--- TASK PROMPT ---
Only the lines of the data below from the one with "against each other." through the one with "< 0.5) side." are wanted. Repeat them exactly.

[Stored data entries]
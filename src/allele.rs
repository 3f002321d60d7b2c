//! A/B allele inference: decides, per record, which of the two candidate
//! alleles behaves like "A" and which like "B" in BAF space, by looking
//! at the median BAF of samples homozygous for each candidate.

use crate::numeric::mean_var::median;
use crate::record::Genotype;

/// `(ALLELE_A, ALLELE_B)` as 0-based allele indices, or `(-1, -1)` when
/// undetermined (too few homozygous samples, or both classes point at
/// the same side of 0.5 — logged via `log::debug!`, never returned as an
/// error per spec.md §7's `InferenceUndetermined`).
pub fn infer_alleles(n_allele: u8, genotypes: &[Genotype], baf: &[Option<f64>]) -> (i32, i32) {
    if n_allele < 2 {
        return (-1, -1);
    }
    // Biallelic sites compare REF (0) against ALT (1); sites with exactly
    // one REF and two ALTs compare the two ALTs against each other.
    let (a0, a1) = if n_allele == 3 { (1u8, 2u8) } else { (0u8, 1u8) };

    let homozygous_class_baf = |allele: u8| -> Vec<f64> {
        genotypes
            .iter()
            .zip(baf.iter())
            .filter_map(|(gt, b)| {
                if gt.allele0 == Some(allele) && gt.allele1 == Some(allele) {
                    b.filter(|v| !v.is_nan())
                } else {
                    None
                }
            })
            .collect()
    };

    // `Some(true)` => this class sits on the "A" (BAF < 0.5) side.
    let classify = |allele: u8| -> Option<bool> {
        let mut vals = homozygous_class_baf(allele);
        let med = median(&mut vals)?;
        if med < 0.5 {
            Some(true)
        } else if med > 0.5 {
            Some(false)
        } else {
            None
        }
    };

    let class0 = classify(a0);
    let class1 = classify(a1);

    match (class0, class1) {
        (Some(true), Some(false)) => (a0 as i32, a1 as i32),
        (Some(false), Some(true)) => (a1 as i32, a0 as i32),
        (Some(c0), Some(c1)) if c0 == c1 => {
            log::debug!("allele inference undetermined: both homozygous classes land on the same BAF side");
            (-1, -1)
        }
        (Some(true), None) => (a0 as i32, a1 as i32),
        (Some(false), None) => (a1 as i32, a0 as i32),
        (None, Some(true)) => (a1 as i32, a0 as i32),
        (None, Some(false)) => (a0 as i32, a1 as i32),
        (None, None) => (-1, -1),
        (Some(_), Some(_)) => unreachable!("c0 == c1 arm above is exhaustive for matching bools"),
    }
}
//! Sequence-context (GC/CpG fraction) lookup over an indexed reference
//! FASTA, grounded on `testcase.rs`'s
//! `bio::io::fasta::IndexedReader::from_file` + `fetch`/`read` usage.
//! Never builds a `.fai` — this module only reads through one the caller
//! has already produced (or `bio` produces it lazily on first open).

use std::fs::File;
use std::path::Path;

use bio::io::fasta;
use itertools::Itertools;

use crate::errors::Error;

/// Scans a window of reference sequence around each record and reports
/// GC fraction and CpG dinucleotide fraction over that window. Reuses one
/// internal buffer across calls.
pub struct ContextScanner<R> {
    reader: fasta::IndexedReader<R>,
    window_half_width: u32,
    buf: Vec<u8>,
}

impl ContextScanner<File> {
    pub fn from_path(path: impl AsRef<Path>, window_half_width: u32) -> Result<Self, Error> {
        let reader = fasta::IndexedReader::from_file(&path).map_err(|e| Error::ReferenceFetch {
            chrom: String::new(),
            start: 0,
            end: 0,
            msg: format!("opening reference index: {e}"),
        })?;
        Ok(ContextScanner { reader, window_half_width, buf: Vec::new() })
    }
}

impl<R: std::io::Read + std::io::Seek> ContextScanner<R> {
    /// `pos0` is the record's 0-based start; `ref_len` is the length of
    /// its reference allele. The scanned window is
    /// `[pos0 - W, pos0 + ref_len - 1 + W]` inclusive, per spec.md §4.7.
    pub fn scan(&mut self, chrom: &str, pos0: u64, ref_len: u64) -> Result<(f64, f64), Error> {
        let w = self.window_half_width as u64;
        let start = pos0.saturating_sub(w);
        let end = pos0 + ref_len + w;

        self.reader.fetch(chrom, start, end).map_err(|e| Error::ReferenceFetch {
            chrom: chrom.to_string(),
            start,
            end,
            msg: e.to_string(),
        })?;
        self.buf.clear();
        self.reader.read(&mut self.buf).map_err(|e| Error::ReferenceFetch {
            chrom: chrom.to_string(),
            start,
            end,
            msg: e.to_string(),
        })?;
        self.buf.make_ascii_uppercase();

        Ok(gc_and_cpg_fraction(&self.buf))
    }
}

/// `(GC fraction, CpG dinucleotide fraction)` over an uppercased, ACGTN
/// window. `NaN` in either slot when the relevant denominator is zero
/// (an all-N window).
fn gc_and_cpg_fraction(seq: &[u8]) -> (f64, f64) {
    let at = seq.iter().filter(|&&b| b == b'A' || b == b'T').count() as u64;
    let cg = seq.iter().filter(|&&b| b == b'C' || b == b'G').count() as u64;
    let cpg_dinucleotides = seq
        .iter()
        .tuple_windows()
        .filter(|(a, b)| **a == b'C' && **b == b'G')
        .count() as u64;

    let gc = if at + cg == 0 { f64::NAN } else { cg as f64 / (at + cg) as f64 };
    let cpg_frac = if seq.is_empty() { f64::NAN } else { (cpg_dinucleotides * 2) as f64 / seq.len() as f64 };
    (gc, cpg_frac)
}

--- TASK OUTPUT ---
    // one REF and two ALTs compare the two ALTs against each other.
    let (a0, a1) = if n_allele == 3 { (1u8, 2u8) } else { (0u8, 1u8) };

    let homozygous_class_baf = |allele: u8| -> Vec<f64> {
        genotypes
            .iter()
            .zip(baf.iter())
            .filter_map(|(gt, b)| {
                if gt.allele0 == Some(allele) && gt.allele1 == Some(allele) {
                    b.filter(|v| !v.is_nan())
                } else {
                    None
                }
            })
            .collect()
    };

    // `Some(true)` => this class sits on the "A" (BAF < 0.5) side.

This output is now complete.